Le secret que tout le monde connaît devient rapidement clair : la vie est plus facile pour ceux qui sont objectivement et conventionnellement attrayants. Edward choisit un nouveau nom et commence une nouvelle vie. La renommée et la fortune relatives suivent rapidement. Lorsqu’il découvre que son ancienne voisine Ingrid (une Renate Reinsve parfaitement autonome) a écrit une pièce intitulée « Edward » sur sa relation avec celui qu’il était, il est facilement choisi, battant encore les autres acteurs. vivant avec des différences faciales malgré son audition médiocre. Sa situation se complique encore davantage lorsque l’Oswald d’Adam Pearson arrive ; bien qu’il ait le même état qu’Edward, la douceur d’Edward n’a d’égale que la confiance et le charisme d’Oswald.
C’est une sacrée prémisse, et c’est une prémisse que Schimberg s’engage à porter à un 10. Son scénario est délicieusement superposé, structuré autour de rappels clignotants mais suffisamment intelligent pour ne jamais montrer ses cartes ni où il va. Schimberg a totalement confiance en son histoire, et c’est son tact et son goût qui empêchent cette histoire de se transformer, disons, en Hal peu profond. Un homme différent reconnaît le vague débat éthique entourant le choix d’acteurs présentant des différences physiques comme celle de Pearson. (Lors d’une séance de questions-réponses après la projection, Schimberg a partagé qu’il était surpris par certaines critiques concernant le casting de Pearson dans son film précédent. Enchaîné pour la vie; il a plaisanté en disant que pour son prochain film, il choisirait un acteur né et un maquillé, et les laisserait se battre pour régler le conflit.) Mais Un homme différent se préoccupe moins de l’éthique de la représentation que de la question de savoir comment l’état d’esprit d’une personne peut affecter sa vie et de faire exploser cette question.

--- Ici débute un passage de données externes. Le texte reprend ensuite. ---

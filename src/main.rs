use clap::{Parser as ClapParser, Subcommand};
use std::io::{self, Read};
use where_lang::cli::{self, CheckOptions, CheckResult, CliError, OutputFormat};
use where_lang::limits::{DEFAULT_MAX_DEPTH, DEFAULT_MAX_INPUT_LEN, DEFAULT_MAX_TERMS};
use where_lang::Limits;

#[derive(ClapParser)]
#[command(name = "where-lang")]
#[command(about = "where-lang - parse and validate filter expressions")]
#[command(version)]
struct Cli {
    /// Log parser activity to stderr
    #[arg(short, long, global = true)]
    verbose: bool,

    #[command(subcommand)]
    command: Commands,
}

#[derive(Subcommand)]
enum Commands {
    /// Validate a filter expression
    Check {
        /// The expression (reads from stdin if not provided)
        expression: Option<String>,

        /// Print the predicate tree as JSON
        #[arg(long)]
        json: bool,

        /// Print the predicate tree as indented JSON
        #[arg(short, long)]
        pretty: bool,

        /// Print the expression in canonical form
        #[arg(long, conflicts_with_all = ["json", "pretty"])]
        canonical: bool,

        /// Maximum nesting depth
        #[arg(long, env = "WHERE_MAX_DEPTH", default_value_t = DEFAULT_MAX_DEPTH)]
        max_depth: usize,

        /// Maximum number of comparisons and bare literals
        #[arg(long, env = "WHERE_MAX_TERMS", default_value_t = DEFAULT_MAX_TERMS)]
        max_terms: usize,

        /// Maximum input length in bytes
        #[arg(long, env = "WHERE_MAX_LENGTH", default_value_t = DEFAULT_MAX_INPUT_LEN)]
        max_length: usize,
    },

    /// List the tokens of an expression with their offsets
    Tokens {
        /// The expression (reads from stdin if not provided)
        expression: Option<String>,
    },

    /// List documentation topics
    Docs,

    /// Show documentation for a specific topic
    Doc {
        /// Topic name (use 'where-lang docs' to list topics)
        topic: String,
    },
}

fn main() {
    let cli = Cli::parse();
    setup_logging(cli.verbose);

    let result = match cli.command {
        Commands::Check {
            expression,
            json,
            pretty,
            canonical,
            max_depth,
            max_terms,
            max_length,
        } => {
            let format = if canonical {
                OutputFormat::Canonical
            } else if json || pretty {
                OutputFormat::Json
            } else {
                OutputFormat::Summary
            };
            let limits = Limits::default()
                .with_max_depth(max_depth)
                .with_max_terms(max_terms)
                .with_max_input_len(max_length);
            run_check(expression, format, pretty, limits)
        }
        Commands::Tokens { expression } => run_tokens(expression),
        Commands::Docs => {
            print!("{}", cli::get_docs_overview());
            Ok(())
        }
        Commands::Doc { topic } => cli::get_doc_topic(&topic).map(|content| print!("{content}")),
    };

    if let Err(e) = result {
        eprintln!("{}", e);
        std::process::exit(1);
    }
}

fn setup_logging(verbose: bool) {
    use tracing_subscriber::EnvFilter;

    let filter = if verbose {
        EnvFilter::new("where_lang=debug")
    } else {
        EnvFilter::try_from_default_env().unwrap_or_else(|_| EnvFilter::new("warn"))
    };

    tracing_subscriber::fmt()
        .with_env_filter(filter)
        .with_writer(io::stderr)
        .init();
}

fn read_expression(expression: Option<String>) -> Result<String, CliError> {
    match expression {
        Some(s) => Ok(s),
        None if !atty::is(atty::Stream::Stdin) => {
            let mut buffer = String::new();
            io::stdin().read_to_string(&mut buffer)?;
            Ok(buffer.trim_end_matches(['\n', '\r']).to_string())
        }
        None => Err(CliError::NoInput),
    }
}

fn run_check(
    expression: Option<String>,
    format: OutputFormat,
    pretty: bool,
    limits: Limits,
) -> Result<(), CliError> {
    let options = CheckOptions {
        expression: read_expression(expression)?,
        format,
        limits,
    };

    match cli::execute_check(&options)? {
        CheckResult::SyntaxValid => println!("Syntax is valid"),
        CheckResult::Tree(tree) if pretty => println!("{:#}", tree),
        CheckResult::Tree(tree) => println!("{}", tree),
        CheckResult::Canonical(text) => println!("{}", text),
    }
    Ok(())
}

fn run_tokens(expression: Option<String>) -> Result<(), CliError> {
    let expression = read_expression(expression)?;
    let tokens = cli::execute_tokens(&expression)?;
    println!("{}", cli::format_tokens(&tokens));
    Ok(())
}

Ces thèmes sont présents, mais Un homme différent donne la priorité au rire au prosélytisme. Il y a de l’humour inhérent à l’absurdité de la situation – qui fait un détour momentané vers le territoire de la science-fiction lors de la transformation d’Edward – mais Schimberg se tord de rire par maladresse savamment mise en scène (bien que, heureusement, il ne grince pas des dents). Prenons, par exemple, une situation très amusante impliquant une ambulance et un camion de glaces, qui montre à quel point la tragédie d’un homme est un inconvénient pour un autre. Les conversations sur la vie et la mort sont interrompues par les réparations des appartements. Un rendez-vous délicat se termine par la scène de sexe la plus déchirante de mémoire récente.
On a beaucoup parlé de chute de la grande comédie de studio au cours de la dernière décennie, mais Un homme différent s’inscrit dans une tendance émergente d’œuvres sombres et surréalistes. Le film évoque des comparaisons positives avec les films de Kristoffer Borgli de 2023 Marre de moi et Scénario de rêve– le fantasme de souhaits maudits à l’ancienne, adapté à notre économie capitaliste d’attention. Bien que Schimberg soit un peu plus empathique envers ses personnages que Borgli, aucun de ces films ne s’intéresse à ce que leurs personnages soient des victimes, et ce ne sont pas non plus des punchlines directes. Le plus souvent, nous rions avec Edward – un sacré exploit, étant donné le nombre de personnes qui voulaient le plaindre.
Examiné dans le cadre de la série Nouveaux réalisateurs/nouveaux films du Film At Lincoln Center.

Jeanne est une journaliste de 27 ans qui se passionne pour le cinéma et la culture pop. Elle adore dévorer des séries Netflix et se tenir au courant des dernières news sur les célébrités du moment. Jeanne a toujours été intéressée par l’écriture, et elle aime travailler comme journaliste car cela lui permet de partager sa passion pour la narration avec les autres.